Yesterday, at what has become typical afternoon news conferences concerning the Wuhan coronavirus pandemic, Democrat Gov. John Bel Edwards sounded more upbeat about the state’s prospects. He proclaimed that, in part due to what he alleged was the nation’s highest rate of testing and to social distancing measures (many of which come imposed courtesy of a series of proclamations he has made utilizing emergency powers), the rate of infection seemed to be tailing off, or “flattening the curve.” He recommended staying the course, continuing such measures and his proclamations to encourage these through their targeted expiration date of Apr. 30.
He was wrong about the testing data. Actually, as of that time (and as of today as well), Louisiana ranked second per capita in the country, at 1.61 percent of the population tested, to New York’s 1.75 percent. The Empire State continues to lead Louisiana in deaths per million, 322 to 140, and in infection ratio of 1:130 to 1:273 (Louisiana also has started to trail New Jersey in both categories as well).
Edwards has proven correct on the decreasing rate of increase of cases – but in a rather discouraging way. Of the states with the highest recent growth rates, all have seen a decrease as of yesterday in the 5-day moving average, Louisiana included. Unfortunately, while every other state showed a significant single-digit dip, Louisiana’s barely moved lower, just 0.3 percent.
This continues the pattern where Louisiana’s rates of infection and death have slowed more shallowly and later than other states’. Keep in mind the comparison to Washington, which began working on testing capacity even before the first U.S. case was discovered (there, as it turned out) and was ready to go when the federal government in late February gave the green light to have labs other than itself start that so it could identify quickly and isolate suspected cases. It didn’t experience its 100th case until Day 8 (starting the clock on its cases on Feb. 28, counting the previous eight that had occurred sporadically since mid-January on that day), the same day Louisiana hit that mark.
But afterwards was a different statistical story. Edwards didn’t bring the state lab nor hospitals, including the partner charity hospitals, together prior to the first case to increase capacity. So, whereas Washington caught and isolated cases relatively quickly and early, with little testing capacity Louisiana couldn’t. Through that Day 8, Washington (which has about 160 percent of Louisiana’s population) had conducted over 1,600 tests while by that day Louisiana had done fewer than a fifth of that number. So, while by Day 14 the rolling seven-day average for Washington of new cases was 21 percent, for Louisiana it was 34 percent, and the gap has persisted although still diminishing.
The benefits of flattening the curve depend very much on its amplitude (the distance between zero and the mode –or high point – in a largely symmetrical unimodal curve – one with a single peak) and curvature. Over the same time span, the higher the amplitude, the more flattening must occur (because, in mathematical terms, the area beneath the curve is larger, representing in this instance more cases or deaths). But if assuming the same area, flattening then doesn’t change the number or deaths or cases, just their timing.

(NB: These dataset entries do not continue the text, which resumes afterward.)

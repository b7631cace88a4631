use permgate_core::{PermissionId, Scope, SubjectKind, SubjectRef, Timestamp};
use std::cmp::Reverse;

use crate::action::Action;
use crate::condition::ConditionEvaluator;
use crate::context::ContextView;
use crate::scope::{ScopeChain, ScopeMatch};
use crate::types::{Effect, Permission, RoleDefault};

/// A candidate that survived every filter for this request.
#[derive(Debug, Clone, Copy)]
pub struct ApplicableGrant<'p> {
    pub permission: &'p Permission,
    pub matched: ScopeMatch,
}

impl ApplicableGrant<'_> {
    /// Sort key: most specific scope, then highest priority, then newest.
    /// Hops and id only separate otherwise equal grants.
    fn precedence(&self) -> (Scope, Reverse<u8>, Reverse<Timestamp>, usize, &PermissionId) {
        (
            self.matched.scope,
            Reverse(self.permission.priority),
            Reverse(self.permission.metadata.created_at),
            self.matched.hops,
            &self.permission.id,
        )
    }
}

/// Result of combining the applicable grants of one request.
#[derive(Debug, Clone, PartialEq, Eq)]
pub enum RuleOutcome {
    Deny {
        permission_id: PermissionId,
        matched: ScopeMatch,
    },
    Allow {
        permission_id: PermissionId,
        matched: ScopeMatch,
    },
    NotApplicable,
}

/// Whether `permission` contributes to the request described by `view`.
///
/// Checks activity, the validity window at `now`, reach over `chain`, then
/// every condition and constraint.
pub fn applicable_grant<'p>(
    permission: &'p Permission,
    chain: &ScopeChain,
    view: &ContextView<'_>,
    now: Timestamp,
    evaluator: &mut ConditionEvaluator,
) -> Option<ApplicableGrant<'p>> {
    if !permission.is_active || !permission.is_within_validity(now) {
        return None;
    }
    let matched = chain.applicability(permission)?;

    if !permission
        .conditions
        .iter()
        .all(|c| evaluator.condition(c, view))
    {
        return None;
    }
    if !permission
        .constraints
        .iter()
        .all(|c| evaluator.constraint(c, view))
    {
        return None;
    }
    Some(ApplicableGrant {
        permission,
        matched,
    })
}

/// Deny-overrides: any applicable deny wins and the most specific one is
/// cited; otherwise the best-ranked allow is chosen.
pub fn combine_deny_overrides(grants: &[ApplicableGrant<'_>]) -> RuleOutcome {
    let best = |effect: Effect| {
        grants
            .iter()
            .filter(|g| g.permission.effect == effect)
            .min_by(|a, b| a.precedence().cmp(&b.precedence()))
    };

    if let Some(deny) = best(Effect::Deny) {
        return RuleOutcome::Deny {
            permission_id: deny.permission.id.clone(),
            matched: deny.matched,
        };
    }
    if let Some(allow) = best(Effect::Allow) {
        return RuleOutcome::Allow {
            permission_id: allow.permission.id.clone(),
            matched: allow.matched,
        };
    }
    RuleOutcome::NotApplicable
}

/// The first configured role default granting `action` to one of the
/// subject's roles.
pub fn role_default_for<'c>(
    defaults: &'c [RoleDefault],
    subjects: &[SubjectRef],
    action: Action,
) -> Option<&'c RoleDefault> {
    defaults.iter().find(|d| {
        d.actions.contains(&action)
            && subjects
                .iter()
                .any(|s| s.kind == SubjectKind::Role && s.id == d.role)
    })
}
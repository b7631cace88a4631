use std::time::Duration;

use crate::error::CoreResult;
use crate::types::{ResourceId, ResourceType, ScopeNode, SubjectId, SubjectRef};

// ---------------------------------------------------------------------------
// ResourceHierarchy: containment lookups owned by the resource service
//
// Returns the containers of a resource ordered from the nearest to the
// broadest (e.g. folder, project, department, organization). The resource
// itself is not included. Implementations backed by a remote service should
// give up once `budget` has elapsed and return `CoreError::Timeout`; the
// engine stops waiting at that point either way.
// ---------------------------------------------------------------------------

pub trait ResourceHierarchy: Send + Sync {
    fn ancestors(
        &self,
        resource_type: ResourceType,
        resource_id: &ResourceId,
        budget: Duration,
    ) -> CoreResult<Vec<ScopeNode>>;
}

// ---------------------------------------------------------------------------
// IdentityResolver: group and role memberships of a subject
//
// The literal user reference is added by the caller; implementations only
// report the additional group/role references. Same budget contract as
// ResourceHierarchy.
// ---------------------------------------------------------------------------

pub trait IdentityResolver: Send + Sync {
    fn groups_and_roles(&self, subject_id: &SubjectId, budget: Duration)
        -> CoreResult<Vec<SubjectRef>>;
}
use std::sync::{Arc, Mutex};
use std::time::{Duration, Instant};

use permgate_core::{
    CoreError, IdentityResolver, PermissionId, RecordVersion, ResourceHierarchy, SubjectRef,
    Timestamp,
};

use crate::bulk::execute_bulk;
use crate::condition::ConditionEvaluator;
use crate::context::ContextView;
use crate::deadline::call_with_deadline;
use crate::error::PermissionResult;
use crate::rule::{applicable_grant, combine_deny_overrides, role_default_for, RuleOutcome};
use crate::scope::{ChainError, ScopeResolver};
use crate::store::PermissionStore;
use crate::types::{
    BatchOperationResult, BulkOperation, BulkParams, CreatePermissionInput, Decision,
    DecisionReason, EngineConfig, EvaluationContext, Permission, PermissionAuditEvent,
    PermissionAuditEventKind, PermissionPatch,
};
use crate::validation::validate_context;

// ---------------------------------------------------------------------------
// AuditSink trait: permission audit event emission
// ---------------------------------------------------------------------------

/// Receives audit events. Emission is fire-and-forget from the engine's
/// point of view: a failing sink is logged and never changes an outcome.
pub trait AuditSink: Send + Sync {
    fn emit(&self, event: &PermissionAuditEvent) -> Result<(), String>;
}

/// In-memory audit sink for testing.
#[derive(Default)]
pub struct InMemoryAuditSink {
    events: Mutex<Vec<PermissionAuditEvent>>,
}

impl InMemoryAuditSink {
    pub fn new() -> Self {
        Self {
            events: Mutex::new(Vec::new()),
        }
    }

    pub fn events(&self) -> Vec<PermissionAuditEvent> {
        self.events
            .lock()
            .map(|events| events.clone())
            .unwrap_or_default()
    }

    pub fn clear(&self) {
        if let Ok(mut events) = self.events.lock() {
            events.clear();
        }
    }
}

impl AuditSink for InMemoryAuditSink {
    fn emit(&self, event: &PermissionAuditEvent) -> Result<(), String> {
        self.events
            .lock()
            .map_err(|_| "audit sink lock poisoned".to_string())?
            .push(event.clone());
        Ok(())
    }
}

/// Writes every event to the `permgate::audit` tracing target.
#[derive(Debug, Default)]
pub struct TracingAuditSink;

impl AuditSink for TracingAuditSink {
    fn emit(&self, event: &PermissionAuditEvent) -> Result<(), String> {
        let payload = serde_json::to_string(event).map_err(|e| e.to_string())?;
        tracing::info!(target: "permgate::audit", kind = ?event.event_kind, "{}", payload);
        Ok(())
    }
}

// ---------------------------------------------------------------------------
// PermissionEngine
// ---------------------------------------------------------------------------

/// Decides whether a subject may perform an action on a resource, and
/// fronts the administrative operations on the store.
///
/// `evaluate` only takes read locks; any number of evaluations may run in
/// parallel against one engine. Collaborators are shared handles because
/// each lookup runs on a worker thread the engine can walk away from.
pub struct PermissionEngine<'a> {
    store: &'a PermissionStore,
    hierarchy: Arc<dyn ResourceHierarchy>,
    identity: Arc<dyn IdentityResolver>,
    audit_sink: &'a dyn AuditSink,
    config: EngineConfig,
}

impl<'a> PermissionEngine<'a> {
    pub fn new(
        store: &'a PermissionStore,
        hierarchy: Arc<dyn ResourceHierarchy>,
        identity: Arc<dyn IdentityResolver>,
        audit_sink: &'a dyn AuditSink,
        config: EngineConfig,
    ) -> Self {
        Self {
            store,
            hierarchy,
            identity,
            audit_sink,
            config,
        }
    }

    pub fn config(&self) -> &EngineConfig {
        &self.config
    }

    pub fn store(&self) -> &PermissionStore {
        self.store
    }

    /// Render a decision for `context`.
    ///
    /// Never fails: every anomaly (bad input, collaborator failure, elapsed
    /// budget) becomes a Deny carrying a diagnostic. The decision time is
    /// `context.timestamp`; the wall clock is only used for budgets.
    pub fn evaluate(&self, context: &EvaluationContext) -> Decision {
        let decision = self.decide(context);
        tracing::debug!(
            subject = %context.subject_id,
            action = %context.action,
            resource = ?context.resource_id,
            allow = decision.allow,
            reason = %decision.reason,
            "decision rendered"
        );

        let mut event =
            PermissionAuditEvent::new(PermissionAuditEventKind::DecisionRendered, context.timestamp);
        event.subject_id = Some(context.subject_id.clone());
        event.permission_id = decision.matched_permission_id.clone();
        event.action = Some(context.action);
        event.resource = Some(resource_label(context));
        event.summary = Some(format!(
            "{} ({}): {}",
            if decision.allow { "allow" } else { "deny" },
            decision.reason,
            decision.detail
        ));
        self.emit(&event);

        decision
    }

    fn decide(&self, context: &EvaluationContext) -> Decision {
        let start = Instant::now();
        let now = context.timestamp;
        let timeouts = self.config.timeouts;
        let evaluation_budget = Duration::from_millis(timeouts.evaluation_timeout_ms);
        let over_budget = || start.elapsed() >= evaluation_budget;
        // a collaborator never gets more than what is left of the evaluation
        let lookup_budget = |ms: u64| {
            Duration::from_millis(ms).min(evaluation_budget.saturating_sub(start.elapsed()))
        };
        let timed_out = |stage: &str| {
            Decision::deny(
                None,
                DecisionReason::Timeout,
                format!(
                    "evaluation budget of {}ms exceeded during {}",
                    timeouts.evaluation_timeout_ms, stage
                ),
                now,
            )
        };

        if let Err(errors) = validate_context(context) {
            return Decision::deny(None, DecisionReason::InvalidContext, errors.join("; "), now);
        }

        let identity_budget = lookup_budget(timeouts.identity_timeout_ms);
        let subjects = match self.resolve_subjects(context, identity_budget) {
            Ok(subjects) => subjects,
            Err(decision) => return decision,
        };
        if over_budget() {
            return timed_out("identity resolution");
        }

        let chain = match ScopeResolver::new(Arc::clone(&self.hierarchy)).ancestor_chain(
            context.resource_type,
            context.resource_id.as_ref(),
            lookup_budget(timeouts.hierarchy_timeout_ms),
        ) {
            Ok(chain) => chain,
            Err(ChainError::Malformed(detail)) => {
                tracing::warn!(%detail, "rejecting malformed hierarchy");
                return Decision::deny(None, DecisionReason::InvalidHierarchy, detail, now);
            }
            Err(ChainError::Collaborator(e)) => return collaborator_failure("hierarchy", e, now),
        };
        if over_budget() {
            return timed_out("scope resolution");
        }

        let candidates = match self.store.find_candidates(&subjects, context.action) {
            Ok(candidates) => candidates,
            Err(e) => {
                tracing::warn!(error = %e, "candidate lookup failed");
                return Decision::deny(None, DecisionReason::Internal, e.to_string(), now);
            }
        };

        let view = ContextView::new(context);
        let mut evaluator = ConditionEvaluator::new();
        let mut grants = Vec::with_capacity(candidates.len());
        for permission in &candidates {
            if let Some(grant) = applicable_grant(permission, &chain, &view, now, &mut evaluator) {
                grants.push(grant);
            }
            if over_budget() {
                return timed_out("candidate evaluation");
            }
        }

        for failure in evaluator.take_failures() {
            let mut event = PermissionAuditEvent::new(
                PermissionAuditEventKind::ConstraintEvaluationFailed,
                now,
            );
            event.subject_id = Some(context.subject_id.clone());
            event.action = Some(context.action);
            event.resource = Some(resource_label(context));
            event.summary = Some(failure.to_string());
            self.emit(&event);
        }

        match combine_deny_overrides(&grants) {
            RuleOutcome::Deny {
                permission_id,
                matched,
            } => {
                let detail = format!(
                    "denied by {} at {} scope ({} hops)",
                    permission_id, matched.scope, matched.hops
                );
                Decision::deny(Some(permission_id), DecisionReason::ExplicitDeny, detail, now)
            }
            RuleOutcome::Allow {
                permission_id,
                matched,
            } => {
                let detail = format!(
                    "allowed by {} at {} scope ({} hops)",
                    permission_id, matched.scope, matched.hops
                );
                Decision::allow(Some(permission_id), DecisionReason::ExplicitAllow, detail, now)
            }
            RuleOutcome::NotApplicable => {
                match role_default_for(&self.config.role_defaults, &subjects, context.action) {
                    Some(default) => Decision::allow(
                        None,
                        DecisionReason::RoleDefault,
                        format!("role '{}' allows {} by default", default.role, context.action),
                        now,
                    ),
                    None => Decision::deny(
                        None,
                        DecisionReason::NoApplicablePermission,
                        format!(
                            "no applicable permission among {} candidates on {}",
                            candidates.len(),
                            chain.describe()
                        ),
                        now,
                    ),
                }
            }
        }
    }

    /// The requesting user plus every group and role it belongs to.
    fn resolve_subjects(
        &self,
        context: &EvaluationContext,
        budget: Duration,
    ) -> Result<Vec<SubjectRef>, Decision> {
        let identity = Arc::clone(&self.identity);
        let subject_id = context.subject_id.clone();
        let extra = call_with_deadline(budget, move || {
            identity.groups_and_roles(&subject_id, budget)
        })
        .map_err(|e| collaborator_failure("identity", e, context.timestamp))?;

        let mut subjects = vec![SubjectRef::user(context.subject_id.as_str())];
        for subject in extra {
            if !subjects.contains(&subject) {
                subjects.push(subject);
            }
        }
        Ok(subjects)
    }

    // -----------------------------------------------------------------------
    // Administrative operations
    // -----------------------------------------------------------------------

    pub fn grant(&self, input: CreatePermissionInput, now: Timestamp) -> PermissionResult<Permission> {
        let permission = self.store.create(input, now)?;
        tracing::info!(
            id = %permission.id,
            subject = %permission.subject,
            action = %permission.action,
            effect = ?permission.effect,
            scope = %permission.scope,
            "permission granted"
        );
        self.emit_change(PermissionAuditEventKind::PermissionGranted, &permission, now, None);
        Ok(permission)
    }

    pub fn update(
        &self,
        id: &PermissionId,
        patch: PermissionPatch,
        expected_version: RecordVersion,
        now: Timestamp,
    ) -> PermissionResult<Permission> {
        let permission = self.store.update(id, patch, expected_version, now)?;
        tracing::info!(id = %permission.id, version = %permission.version, "permission updated");
        self.emit_change(PermissionAuditEventKind::PermissionUpdated, &permission, now, None);
        Ok(permission)
    }

    pub fn revoke(
        &self,
        id: &PermissionId,
        reason: Option<String>,
        now: Timestamp,
    ) -> PermissionResult<()> {
        let permission = self.store.revoke(id, reason, now)?;
        tracing::info!(id = %permission.id, "permission revoked");
        let summary = permission.metadata.reason.clone();
        self.emit_change(PermissionAuditEventKind::PermissionRevoked, &permission, now, summary);
        Ok(())
    }

    pub fn delete(&self, id: &PermissionId, now: Timestamp) -> PermissionResult<()> {
        let permission = self.store.delete(id)?;
        tracing::info!(id = %permission.id, "permission deleted");
        self.emit_change(PermissionAuditEventKind::PermissionDeleted, &permission, now, None);
        Ok(())
    }

    /// Run a batch operation. Only a malformed request fails as a whole;
    /// item failures are reported inside the result.
    pub fn bulk_operate(
        &self,
        ids: &[PermissionId],
        operation: BulkOperation,
        params: &BulkParams,
        now: Timestamp,
    ) -> PermissionResult<BatchOperationResult> {
        let result = execute_bulk(self.store, ids, operation, params, now)?;
        tracing::info!(
            %operation,
            total = result.total,
            successful = result.successful,
            failed = result.failed,
            "bulk operation completed"
        );

        let mut event =
            PermissionAuditEvent::new(PermissionAuditEventKind::BulkOperationCompleted, now);
        event.summary = Some(format!(
            "{}: {} of {} succeeded",
            operation, result.successful, result.total
        ));
        self.emit(&event);
        Ok(result)
    }

    fn emit_change(
        &self,
        kind: PermissionAuditEventKind,
        permission: &Permission,
        now: Timestamp,
        summary: Option<String>,
    ) {
        let mut event = PermissionAuditEvent::new(kind, now);
        event.subject_id = Some(permission.subject.id.clone());
        event.permission_id = Some(permission.id.clone());
        event.action = Some(permission.action);
        event.resource = Some(match &permission.resource_id {
            Some(id) => format!("{}/{}", permission.scope, id),
            None => permission.scope.to_string(),
        });
        event.summary = summary;
        self.emit(&event);
    }

    fn emit(&self, event: &PermissionAuditEvent) {
        if let Err(e) = self.audit_sink.emit(event) {
            tracing::warn!(kind = ?event.event_kind, error = %e, "audit sink rejected event");
        }
    }
}

fn collaborator_failure(which: &str, error: CoreError, now: Timestamp) -> Decision {
    tracing::warn!(collaborator = which, error = %error, "failing closed");
    let reason = match error {
        CoreError::Timeout { .. } => DecisionReason::Timeout,
        _ => DecisionReason::CollaboratorUnavailable,
    };
    Decision::deny(None, reason, format!("{} lookup failed: {}", which, error), now)
}

fn resource_label(context: &EvaluationContext) -> String {
    match &context.resource_id {
        Some(id) => format!("{}/{}", context.resource_type, id),
        None => context.resource_type.to_string(),
    }
}
impl fmt::Display for DecisionReason {
    fn fmt(&self, f: &mut fmt::Formatter<'_>) -> fmt::Result {
        let s = match self {
            DecisionReason::ExplicitAllow => "explicit_allow",
            DecisionReason::RoleDefault => "role_default",
            DecisionReason::ExplicitDeny => "explicit_deny",
            DecisionReason::NoApplicablePermission => "no_applicable_permission",
            DecisionReason::InvalidContext => "invalid_context",
            DecisionReason::InvalidHierarchy => "invalid_hierarchy",
            DecisionReason::CollaboratorUnavailable => "collaborator_unavailable",
            DecisionReason::Timeout => "timeout",
            DecisionReason::Internal => "internal",
        };
        f.write_str(s)
    }
}

/// Outcome of `PermissionEngine::evaluate`.
#[derive(Debug, Clone, PartialEq, Eq, Serialize, Deserialize)]
#[serde(rename_all = "camelCase")]
pub struct Decision {
    pub allow: bool,
    pub matched_permission_id: Option<PermissionId>,
    pub reason: DecisionReason,
    pub detail: String,
    pub evaluated_at: Timestamp,
}

impl Decision {
    pub fn allow(
        matched_permission_id: Option<PermissionId>,
        reason: DecisionReason,
        detail: impl Into<String>,
        evaluated_at: Timestamp,
    ) -> Self {
        Self {
            allow: true,
            matched_permission_id,
            reason,
            detail: detail.into(),
            evaluated_at,
        }
    }

    pub fn deny(
        matched_permission_id: Option<PermissionId>,
        reason: DecisionReason,
        detail: impl Into<String>,
        evaluated_at: Timestamp,
    ) -> Self {
        Self {
            allow: false,
            matched_permission_id,
            reason,
            detail: detail.into(),
            evaluated_at,
        }
    }
}

// ---------------------------------------------------------------------------
// Bulk operations
// ---------------------------------------------------------------------------

pub const MAX_BATCH_SIZE: usize = 100;

#[derive(Debug, Clone, Copy, PartialEq, Eq, Hash, Serialize, Deserialize)]
#[serde(rename_all = "snake_case")]
pub enum BulkOperation {
    Activate,
    Deactivate,
    Delete,
    Extend,
    Revoke,
    Copy,
}

impl fmt::Display for BulkOperation {
    fn fmt(&self, f: &mut fmt::Formatter<'_>) -> fmt::Result {
        let s = match self {
            BulkOperation::Activate => "activate",
            BulkOperation::Deactivate => "deactivate",
            BulkOperation::Delete => "delete",
            BulkOperation::Extend => "extend",
            BulkOperation::Revoke => "revoke",
            BulkOperation::Copy => "copy",
        };
        f.write_str(s)
    }
}

impl std::str::FromStr for BulkOperation {
    type Err = String;

    fn from_str(s: &str) -> Result<Self, Self::Err> {
        match s.to_ascii_lowercase().as_str() {
            "activate" => Ok(BulkOperation::Activate),
            "deactivate" => Ok(BulkOperation::Deactivate),
            "delete" => Ok(BulkOperation::Delete),
            "extend" => Ok(BulkOperation::Extend),
            "revoke" => Ok(BulkOperation::Revoke),
            "copy" => Ok(BulkOperation::Copy),
            other => Err(format!("unknown bulk operation '{}'", other)),
        }
    }
}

In other words, strategies to flatten the curve also prolong its duration, posing the policy decision of whether to let it burn quickly (creating a higher amplitude).
Burning quickly, so to speak, would have meant nuanced, targeted measures that upon detecting an outbreak then clamping down highly restrictively immediately to protect vulnerable populations, while letting as-yet unaffected areas to conduct business as usual until an outbreak was detected there. Moreover, the clampdowns would have created conditions to isolate only the vulnerable and let others – typically younger without existing serious health issues – go about their days with fewer restrictions. This would let the virus burn through the healthy population quickly, building “herd immunity” that ultimately would allow the vulnerable to eschew isolation more rapidly.
Edwards didn’t do that. Instead, he belatedly launched that series of proclamations gradually tightening restrictions indiscriminately across cohorts and geographies. That will make the disease burn less brightly but for longer. If you flatten a curve at the top, its amplitude may be lower but its area doesn’t change so it creates longer tails.
So, while we are seeing the curve in Louisiana flatten, because of policy decisions by Edwards it will take longer and leave the vulnerable in danger for a greater period. It will delay reopening the state for normal business, which is disastrous for the state ranked, in two separate studies, 44th and 50th best able to handle the economic fallout of the pandemic.
At that briefing, Edwards was wrong about one thing, barely correct about another, but regardless it all added up to a dose of dim optimism as Louisiana struggles to fight off this virus.